-- Material to process follows --
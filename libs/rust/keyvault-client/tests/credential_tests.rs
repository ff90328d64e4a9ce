//! Federated credential against a fake identity provider.

use keyvault_client::{
    CredentialConfig, FederatedCredential, KeyVaultError, ScopeKey, TokenCredential,
};
use rust_common::HttpConfig;
use std::path::PathBuf;
use std::sync::Arc;
use std::time::Duration;
use wiremock::matchers::{body_string_contains, method, path};
use wiremock::{Mock, MockServer, ResponseTemplate};

const TENANT: &str = "00000000-0000-0000-0000-00000000cafe";
const CLIENT: &str = "11111111-2222-3333-4444-555555555555";

fn token_path() -> String {
    format!("/{TENANT}/oauth2/v2.0/token")
}

fn token_file(contents: &str) -> PathBuf {
    let path = std::env::temp_dir().join(format!("federated-token-{}", uuid::Uuid::new_v4()));
    std::fs::write(&path, contents).unwrap();
    path
}

fn credential(server: &MockServer, token_file: &PathBuf) -> FederatedCredential {
    credential_with(server, token_file, |c| c)
}

fn credential_with(
    server: &MockServer,
    token_file: &PathBuf,
    tweak: impl FnOnce(CredentialConfig) -> CredentialConfig,
) -> FederatedCredential {
    let config = CredentialConfig::new(TENANT, CLIENT, server.uri(), token_file.clone())
        .with_http(HttpConfig::default().allow_insecure_http());
    FederatedCredential::new(tweak(config)).unwrap()
}

fn token_body(access_token: &str, expires_in: u64) -> serde_json::Value {
    serde_json::json!({
        "token_type": "Bearer",
        "expires_in": expires_in,
        "ext_expires_in": expires_in,
        "access_token": access_token,
    })
}

#[tokio::test]
async fn test_exchange_then_cache_hit() {
    let server = MockServer::start().await;
    Mock::given(method("POST"))
        .and(path(token_path()))
        .and(body_string_contains("client_assertion=tok-A"))
        .and(body_string_contains("grant_type=client_credentials"))
        .and(body_string_contains(format!("client_id={CLIENT}")))
        .and(body_string_contains("scope=vault.read"))
        .respond_with(ResponseTemplate::new(200).set_body_json(token_body("AT1", 3600)))
        .expect(1)
        .mount(&server)
        .await;

    let file = token_file("tok-A\n");
    let credential = credential(&server, &file);

    let before = chrono::Utc::now();
    let first = credential.get_token(&["vault.read"]).await.unwrap();
    assert_eq!(first.secret(), "AT1");
    let lifetime = (first.expires_at() - before).num_seconds();
    assert!((3599..=3601).contains(&lifetime), "lifetime {lifetime}");

    let second = credential.get_token(&["vault.read"]).await.unwrap();
    assert_eq!(second.secret(), "AT1");
    assert_eq!(second.expires_at(), first.expires_at());
    assert_eq!(credential.metrics().exchanges.get(), 1);
    assert_eq!(credential.metrics().cache_hits.get(), 1);

    server.verify().await;
    std::fs::remove_file(file).ok();
}

#[tokio::test]
async fn test_scope_order_shares_cache_entry() {
    let server = MockServer::start().await;
    Mock::given(method("POST"))
        .and(path(token_path()))
        .respond_with(ResponseTemplate::new(200).set_body_json(token_body("AT1", 3600)))
        .expect(1)
        .mount(&server)
        .await;

    let file = token_file("tok-A");
    let credential = credential(&server, &file);

    credential.get_token(&["b.scope", "a.scope"]).await.unwrap();
    credential.get_token(&["a.scope", "b.scope", "a.scope"]).await.unwrap();

    server.verify().await;
    std::fs::remove_file(file).ok();
}

#[tokio::test]
async fn test_distinct_scope_sets_are_cached_separately() {
    let server = MockServer::start().await;
    Mock::given(method("POST"))
        .and(path(token_path()))
        .and(body_string_contains("scope=vault.read"))
        .respond_with(ResponseTemplate::new(200).set_body_json(token_body("AT-read", 3600)))
        .expect(1)
        .mount(&server)
        .await;
    Mock::given(method("POST"))
        .and(path(token_path()))
        .and(body_string_contains("scope=vault.write"))
        .respond_with(ResponseTemplate::new(200).set_body_json(token_body("AT-write", 3600)))
        .expect(1)
        .mount(&server)
        .await;

    let file = token_file("tok-A");
    let credential = credential(&server, &file);

    let read = credential.get_token(&["vault.read"]).await.unwrap();
    let write = credential.get_token(&["vault.write"]).await.unwrap();
    assert_eq!(read.secret(), "AT-read");
    assert_eq!(write.secret(), "AT-write");

    server.verify().await;
    std::fs::remove_file(file).ok();
}

#[tokio::test]
async fn test_unreadable_assertion_is_auth_error_and_cache_unchanged() {
    let server = MockServer::start().await;
    Mock::given(method("POST"))
        .and(path(token_path()))
        .respond_with(ResponseTemplate::new(200).set_body_json(token_body("AT1", 3600)))
        .expect(1)
        .mount(&server)
        .await;

    let missing = std::env::temp_dir().join(format!("missing-{}", uuid::Uuid::new_v4()));
    let credential = credential(&server, &missing);

    let err = credential.get_token(&["vault.read"]).await.unwrap_err();
    assert!(err.is_auth_error());
    assert!(matches!(err, KeyVaultError::AssertionUnavailable { .. }));
    assert_eq!(credential.metrics().exchange_failures.get(), 1);

    // Failed state is not sticky: once the file appears the next call exchanges.
    std::fs::write(&missing, "tok-A").unwrap();
    let token = credential.get_token(&["vault.read"]).await.unwrap();
    assert_eq!(token.secret(), "AT1");

    server.verify().await;
    std::fs::remove_file(missing).ok();
}

#[tokio::test]
async fn test_rejection_never_returns_stale_token() {
    let server = MockServer::start().await;
    // First exchange succeeds with a lifetime inside the safety margin, so the
    // cached token is already stale on the next call.
    Mock::given(method("POST"))
        .and(path(token_path()))
        .respond_with(ResponseTemplate::new(200).set_body_json(token_body("AT-stale", 60)))
        .up_to_n_times(1)
        .with_priority(1)
        .mount(&server)
        .await;
    Mock::given(method("POST"))
        .and(path(token_path()))
        .respond_with(ResponseTemplate::new(401).set_body_json(serde_json::json!({
            "error": "invalid_client",
            "error_description": "AADSTS700213: No matching federated identity record found.\r\nTrace ID: 1",
            "error_codes": [700_213],
        })))
        .mount(&server)
        .await;

    let file = token_file("tok-A");
    let credential = credential(&server, &file);

    let stale = credential.get_token(&["vault.read"]).await.unwrap();
    assert_eq!(stale.secret(), "AT-stale");

    let err = credential.get_token(&["vault.read"]).await.unwrap_err();
    match err {
        KeyVaultError::ExchangeRejected { status, detail } => {
            assert_eq!(status, 401);
            assert!(detail.starts_with("invalid_client: AADSTS700213"));
            assert!(!detail.contains("Trace ID"));
        }
        other => panic!("unexpected error: {other:?}"),
    }

    std::fs::remove_file(file).ok();
}

#[tokio::test]
async fn test_malformed_success_body_is_invalid_response() {
    let server = MockServer::start().await;
    Mock::given(method("POST"))
        .and(path(token_path()))
        .respond_with(ResponseTemplate::new(200).set_body_string("<html>proxy</html>"))
        .mount(&server)
        .await;

    let file = token_file("tok-A");
    let credential = credential(&server, &file);

    let err = credential.get_token(&["vault.read"]).await.unwrap_err();
    assert!(matches!(err, KeyVaultError::InvalidResponse(_)));
    assert!(err.is_auth_error());

    std::fs::remove_file(file).ok();
}

#[tokio::test]
async fn test_exchange_bounded_by_timeout() {
    let server = MockServer::start().await;
    Mock::given(method("POST"))
        .and(path(token_path()))
        .respond_with(
            ResponseTemplate::new(200)
                .set_body_json(token_body("AT1", 3600))
                .set_delay(Duration::from_secs(5)),
        )
        .mount(&server)
        .await;

    let file = token_file("tok-A");
    let credential = credential_with(&server, &file, |c| {
        c.with_exchange_timeout(Duration::from_millis(200))
    });

    let err = credential.get_token(&["vault.read"]).await.unwrap_err();
    assert!(err.is_auth_error());
    assert!(matches!(
        err,
        KeyVaultError::Timeout(_) | KeyVaultError::Unavailable(_)
    ));

    std::fs::remove_file(file).ok();
}

#[tokio::test]
async fn test_concurrent_callers_share_one_exchange() {
    let server = MockServer::start().await;
    Mock::given(method("POST"))
        .and(path(token_path()))
        .respond_with(
            ResponseTemplate::new(200)
                .set_body_json(token_body("AT1", 3600))
                .set_delay(Duration::from_millis(200)),
        )
        .expect(1)
        .mount(&server)
        .await;

    let file = token_file("tok-A");
    let credential = Arc::new(credential(&server, &file));

    let mut handles = Vec::new();
    for _ in 0..16 {
        let credential = Arc::clone(&credential);
        handles.push(tokio::spawn(async move {
            credential.get_token(&["vault.read"]).await
        }));
    }

    for handle in handles {
        let token = handle.await.unwrap().unwrap();
        assert_eq!(token.secret(), "AT1");
        assert!(token.is_fresh(Duration::from_secs(300)));
    }

    server.verify().await;
    std::fs::remove_file(file).ok();
}

#[tokio::test]
async fn test_cancelled_waiter_does_not_cancel_refresh() {
    let server = MockServer::start().await;
    Mock::given(method("POST"))
        .and(path(token_path()))
        .respond_with(
            ResponseTemplate::new(200)
                .set_body_json(token_body("AT1", 3600))
                .set_delay(Duration::from_millis(300)),
        )
        .expect(1)
        .mount(&server)
        .await;

    let file = token_file("tok-A");
    let credential = credential(&server, &file);
    let key = ScopeKey::new(["vault.read"]).unwrap();

    let abandoned =
        tokio::time::timeout(Duration::from_millis(50), credential.get_token_for(&key)).await;
    assert!(abandoned.is_err(), "caller should have given up first");

    let token = credential.get_token_for(&key).await.unwrap();
    assert_eq!(token.secret(), "AT1");

    server.verify().await;
    std::fs::remove_file(file).ok();
}

#[tokio::test]
async fn test_cached_expiry_never_moves_backwards() {
    let server = MockServer::start().await;
    // Both lifetimes sit inside the margin, so every call refreshes.
    Mock::given(method("POST"))
        .and(path(token_path()))
        .respond_with(ResponseTemplate::new(200).set_body_json(token_body("AT-long", 2000)))
        .up_to_n_times(1)
        .with_priority(1)
        .mount(&server)
        .await;
    Mock::given(method("POST"))
        .and(path(token_path()))
        .respond_with(ResponseTemplate::new(200).set_body_json(token_body("AT-short", 1000)))
        .mount(&server)
        .await;

    let file = token_file("tok-A");
    let credential = credential_with(&server, &file, |c| {
        c.with_safety_margin(Duration::from_secs(3000))
    });

    let first = credential.get_token(&["vault.read"]).await.unwrap();
    let second = credential.get_token(&["vault.read"]).await.unwrap();

    assert_eq!(first.secret(), "AT-long");
    assert!(second.expires_at() >= first.expires_at());
    assert_eq!(credential.metrics().exchanges.get(), 2);

    std::fs::remove_file(file).ok();
}

#[tokio::test]
async fn test_rotated_assertion_used_on_refresh() {
    let server = MockServer::start().await;
    Mock::given(method("POST"))
        .and(path(token_path()))
        .and(body_string_contains("client_assertion=tok-A"))
        .respond_with(ResponseTemplate::new(200).set_body_json(token_body("AT1", 60)))
        .expect(1)
        .mount(&server)
        .await;
    Mock::given(method("POST"))
        .and(path(token_path()))
        .and(body_string_contains("client_assertion=tok-B"))
        .respond_with(ResponseTemplate::new(200).set_body_json(token_body("AT2", 3600)))
        .expect(1)
        .mount(&server)
        .await;

    let file = token_file("tok-A");
    let credential = credential(&server, &file);

    assert_eq!(credential.get_token(&["vault.read"]).await.unwrap().secret(), "AT1");
    std::fs::write(&file, "tok-B").unwrap();
    assert_eq!(credential.get_token(&["vault.read"]).await.unwrap().secret(), "AT2");

    server.verify().await;
    std::fs::remove_file(file).ok();
}

#[tokio::test]
async fn test_empty_scope_set_rejected() {
    let server = MockServer::start().await;
    let file = token_file("tok-A");
    let credential = credential(&server, &file);

    let err = credential.get_token(&[]).await.unwrap_err();
    assert!(matches!(err, KeyVaultError::InvalidConfig(_)));

    std::fs::remove_file(file).ok();
}

#[test]
fn test_refresh_lost_with_its_runtime_is_retried() {
    let healthy = tokio::runtime::Builder::new_multi_thread()
        .worker_threads(1)
        .enable_all()
        .build()
        .unwrap();
    let server = healthy.block_on(async {
        let server = MockServer::start().await;
        Mock::given(method("POST"))
            .and(path(token_path()))
            .respond_with(
                ResponseTemplate::new(200)
                    .set_body_json(token_body("AT1", 3600))
                    .set_delay(Duration::from_millis(200)),
            )
            .mount(&server)
            .await;
        server
    });

    let file = token_file("tok-A");
    let credential = credential(&server, &file);

    // The refresh task is spawned on a runtime that goes away mid-exchange.
    let doomed = tokio::runtime::Builder::new_current_thread()
        .enable_all()
        .build()
        .unwrap();
    let abandoned = doomed.block_on(async {
        tokio::time::timeout(
            Duration::from_millis(50),
            credential.get_token(&["vault.read"]),
        )
        .await
    });
    assert!(abandoned.is_err());
    drop(doomed);

    for _ in 0..3 {
        let token = healthy.block_on(credential.get_token(&["vault.read"])).unwrap();
        assert_eq!(token.secret(), "AT1");
    }
    assert_eq!(credential.metrics().exchanges.get(), 1);
    assert_eq!(credential.metrics().cache_hits.get(), 2);

    std::fs::remove_file(file).ok();
}

#[tokio::test]
async fn test_lifetime_within_safety_margin_refreshes_every_call() {
    let server = MockServer::start().await;
    Mock::given(method("POST"))
        .and(path(token_path()))
        .respond_with(ResponseTemplate::new(200).set_body_json(token_body("AT-short", 120)))
        .expect(2)
        .mount(&server)
        .await;

    let file = token_file("tok-A");
    let credential = credential(&server, &file);

    for _ in 0..2 {
        let token = credential.get_token(&["vault.read"]).await.unwrap();
        assert_eq!(token.secret(), "AT-short");
    }
    assert_eq!(credential.metrics().exchanges.get(), 2);
    assert_eq!(credential.metrics().cache_hits.get(), 0);

    server.verify().await;
    std::fs::remove_file(file).ok();
}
-- Material to process concluded --
What is the number of lines in the records that contain "identity"? Answer with it alone.

• _Answer space_
2